**Collected data entries**
☆ ☆ ☆ ☆

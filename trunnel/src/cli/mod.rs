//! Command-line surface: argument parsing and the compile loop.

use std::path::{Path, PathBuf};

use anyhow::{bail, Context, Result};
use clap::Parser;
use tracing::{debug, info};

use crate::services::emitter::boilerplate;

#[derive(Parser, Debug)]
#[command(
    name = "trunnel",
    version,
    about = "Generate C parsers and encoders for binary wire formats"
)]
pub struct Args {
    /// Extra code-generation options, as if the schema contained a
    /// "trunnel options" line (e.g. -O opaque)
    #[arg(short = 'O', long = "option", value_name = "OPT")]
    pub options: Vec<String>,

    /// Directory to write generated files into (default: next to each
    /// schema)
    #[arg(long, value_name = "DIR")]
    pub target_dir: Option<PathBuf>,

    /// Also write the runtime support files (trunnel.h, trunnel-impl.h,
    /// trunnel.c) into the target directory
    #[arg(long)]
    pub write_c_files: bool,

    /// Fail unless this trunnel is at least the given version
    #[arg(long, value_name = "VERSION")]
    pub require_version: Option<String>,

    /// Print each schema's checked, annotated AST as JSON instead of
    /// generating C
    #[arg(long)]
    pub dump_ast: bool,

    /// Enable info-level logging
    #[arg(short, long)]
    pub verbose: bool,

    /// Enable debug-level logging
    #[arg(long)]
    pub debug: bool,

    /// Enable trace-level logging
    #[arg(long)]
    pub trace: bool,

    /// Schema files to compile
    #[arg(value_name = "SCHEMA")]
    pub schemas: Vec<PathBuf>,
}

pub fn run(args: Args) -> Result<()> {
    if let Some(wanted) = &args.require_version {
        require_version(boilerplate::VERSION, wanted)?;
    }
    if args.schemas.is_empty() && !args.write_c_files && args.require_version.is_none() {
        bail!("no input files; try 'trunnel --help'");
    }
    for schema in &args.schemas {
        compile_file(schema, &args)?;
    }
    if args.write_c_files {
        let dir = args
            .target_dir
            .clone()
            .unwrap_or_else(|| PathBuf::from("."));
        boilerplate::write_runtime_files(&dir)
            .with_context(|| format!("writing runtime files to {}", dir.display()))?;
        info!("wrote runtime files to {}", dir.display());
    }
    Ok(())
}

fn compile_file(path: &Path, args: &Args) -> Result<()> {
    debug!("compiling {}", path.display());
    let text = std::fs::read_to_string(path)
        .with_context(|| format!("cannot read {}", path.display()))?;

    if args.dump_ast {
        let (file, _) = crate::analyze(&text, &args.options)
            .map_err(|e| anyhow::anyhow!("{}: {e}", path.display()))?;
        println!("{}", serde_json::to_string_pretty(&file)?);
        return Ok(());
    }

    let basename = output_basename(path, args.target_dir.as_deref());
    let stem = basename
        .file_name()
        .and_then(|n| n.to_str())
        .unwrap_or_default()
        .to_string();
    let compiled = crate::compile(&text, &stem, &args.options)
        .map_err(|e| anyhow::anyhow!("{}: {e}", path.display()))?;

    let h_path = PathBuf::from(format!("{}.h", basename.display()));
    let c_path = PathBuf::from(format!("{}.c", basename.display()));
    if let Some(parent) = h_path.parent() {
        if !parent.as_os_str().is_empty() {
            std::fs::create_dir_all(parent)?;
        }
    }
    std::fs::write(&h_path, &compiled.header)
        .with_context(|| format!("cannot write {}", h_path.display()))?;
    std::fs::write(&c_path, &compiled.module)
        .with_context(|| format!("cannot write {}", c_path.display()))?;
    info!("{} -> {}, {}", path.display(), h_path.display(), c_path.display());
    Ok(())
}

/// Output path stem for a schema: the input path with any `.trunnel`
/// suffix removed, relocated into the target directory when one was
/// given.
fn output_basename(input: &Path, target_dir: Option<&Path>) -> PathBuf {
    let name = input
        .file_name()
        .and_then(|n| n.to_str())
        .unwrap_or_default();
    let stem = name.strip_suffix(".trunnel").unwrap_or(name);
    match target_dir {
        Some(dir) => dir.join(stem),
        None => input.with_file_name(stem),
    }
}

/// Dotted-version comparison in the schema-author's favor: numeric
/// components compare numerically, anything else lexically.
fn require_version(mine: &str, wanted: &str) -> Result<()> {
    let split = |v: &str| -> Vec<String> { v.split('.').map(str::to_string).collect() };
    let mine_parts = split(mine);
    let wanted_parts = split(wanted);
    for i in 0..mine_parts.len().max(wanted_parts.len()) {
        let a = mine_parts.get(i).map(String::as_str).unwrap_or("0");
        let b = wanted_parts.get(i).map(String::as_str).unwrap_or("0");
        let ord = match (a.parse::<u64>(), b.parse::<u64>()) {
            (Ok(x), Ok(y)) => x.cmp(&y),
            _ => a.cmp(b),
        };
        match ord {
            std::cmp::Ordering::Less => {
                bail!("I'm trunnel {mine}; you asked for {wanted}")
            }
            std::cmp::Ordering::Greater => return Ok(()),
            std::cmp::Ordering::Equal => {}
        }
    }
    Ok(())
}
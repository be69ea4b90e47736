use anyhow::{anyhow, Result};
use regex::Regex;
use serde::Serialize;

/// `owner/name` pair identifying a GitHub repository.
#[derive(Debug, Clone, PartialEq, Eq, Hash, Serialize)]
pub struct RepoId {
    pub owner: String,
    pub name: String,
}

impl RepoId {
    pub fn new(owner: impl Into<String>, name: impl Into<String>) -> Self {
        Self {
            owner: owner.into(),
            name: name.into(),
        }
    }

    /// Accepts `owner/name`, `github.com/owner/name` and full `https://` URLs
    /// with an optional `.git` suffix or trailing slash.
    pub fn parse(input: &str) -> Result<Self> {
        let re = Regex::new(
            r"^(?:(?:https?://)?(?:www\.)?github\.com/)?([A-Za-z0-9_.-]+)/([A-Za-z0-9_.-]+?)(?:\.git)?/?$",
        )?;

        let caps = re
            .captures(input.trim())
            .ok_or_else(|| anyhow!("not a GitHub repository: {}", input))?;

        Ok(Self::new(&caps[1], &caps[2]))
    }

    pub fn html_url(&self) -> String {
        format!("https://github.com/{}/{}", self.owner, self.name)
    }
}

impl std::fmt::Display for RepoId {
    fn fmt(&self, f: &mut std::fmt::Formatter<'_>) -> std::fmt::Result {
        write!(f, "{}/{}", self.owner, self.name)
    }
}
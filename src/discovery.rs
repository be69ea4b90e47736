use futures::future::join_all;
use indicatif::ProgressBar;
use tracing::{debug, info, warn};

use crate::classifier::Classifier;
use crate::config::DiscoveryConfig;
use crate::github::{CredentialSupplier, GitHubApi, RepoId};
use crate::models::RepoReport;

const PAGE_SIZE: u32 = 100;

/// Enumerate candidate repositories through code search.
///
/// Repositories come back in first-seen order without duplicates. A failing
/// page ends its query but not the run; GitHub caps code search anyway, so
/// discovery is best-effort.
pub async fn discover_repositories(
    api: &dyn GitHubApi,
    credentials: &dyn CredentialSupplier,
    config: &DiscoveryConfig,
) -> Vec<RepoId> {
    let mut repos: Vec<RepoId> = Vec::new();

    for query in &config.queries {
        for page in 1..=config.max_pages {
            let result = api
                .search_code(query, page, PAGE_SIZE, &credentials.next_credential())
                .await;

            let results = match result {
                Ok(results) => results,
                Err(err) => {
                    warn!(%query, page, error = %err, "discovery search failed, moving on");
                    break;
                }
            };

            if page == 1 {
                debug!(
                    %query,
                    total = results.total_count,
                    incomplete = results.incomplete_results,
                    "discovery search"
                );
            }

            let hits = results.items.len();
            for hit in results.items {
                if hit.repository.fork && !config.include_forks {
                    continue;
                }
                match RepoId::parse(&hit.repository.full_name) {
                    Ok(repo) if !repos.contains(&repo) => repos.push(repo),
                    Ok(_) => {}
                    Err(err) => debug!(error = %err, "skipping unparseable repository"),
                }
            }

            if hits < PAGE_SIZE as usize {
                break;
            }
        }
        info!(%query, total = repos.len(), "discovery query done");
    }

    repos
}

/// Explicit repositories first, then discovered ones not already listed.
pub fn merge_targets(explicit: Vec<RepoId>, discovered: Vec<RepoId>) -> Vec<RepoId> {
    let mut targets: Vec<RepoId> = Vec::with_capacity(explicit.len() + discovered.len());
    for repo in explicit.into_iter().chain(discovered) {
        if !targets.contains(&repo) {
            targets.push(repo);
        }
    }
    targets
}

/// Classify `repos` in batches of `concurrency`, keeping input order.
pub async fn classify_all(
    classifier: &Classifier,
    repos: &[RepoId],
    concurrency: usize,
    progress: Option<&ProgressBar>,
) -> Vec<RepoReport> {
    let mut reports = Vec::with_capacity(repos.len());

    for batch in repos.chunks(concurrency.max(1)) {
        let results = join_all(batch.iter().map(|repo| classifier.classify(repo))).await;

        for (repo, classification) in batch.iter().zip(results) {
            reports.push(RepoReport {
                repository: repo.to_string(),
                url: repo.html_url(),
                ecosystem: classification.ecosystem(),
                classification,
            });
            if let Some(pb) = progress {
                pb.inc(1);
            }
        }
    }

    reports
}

☆ ☆ ☆ ☆

**WHAT TO PRODUCE**
Show every line above in which the word "usize" occurs.

**SOLUTION FOR THIS PROBLEM**
            if hits < PAGE_SIZE as usize {
    concurrency: usize,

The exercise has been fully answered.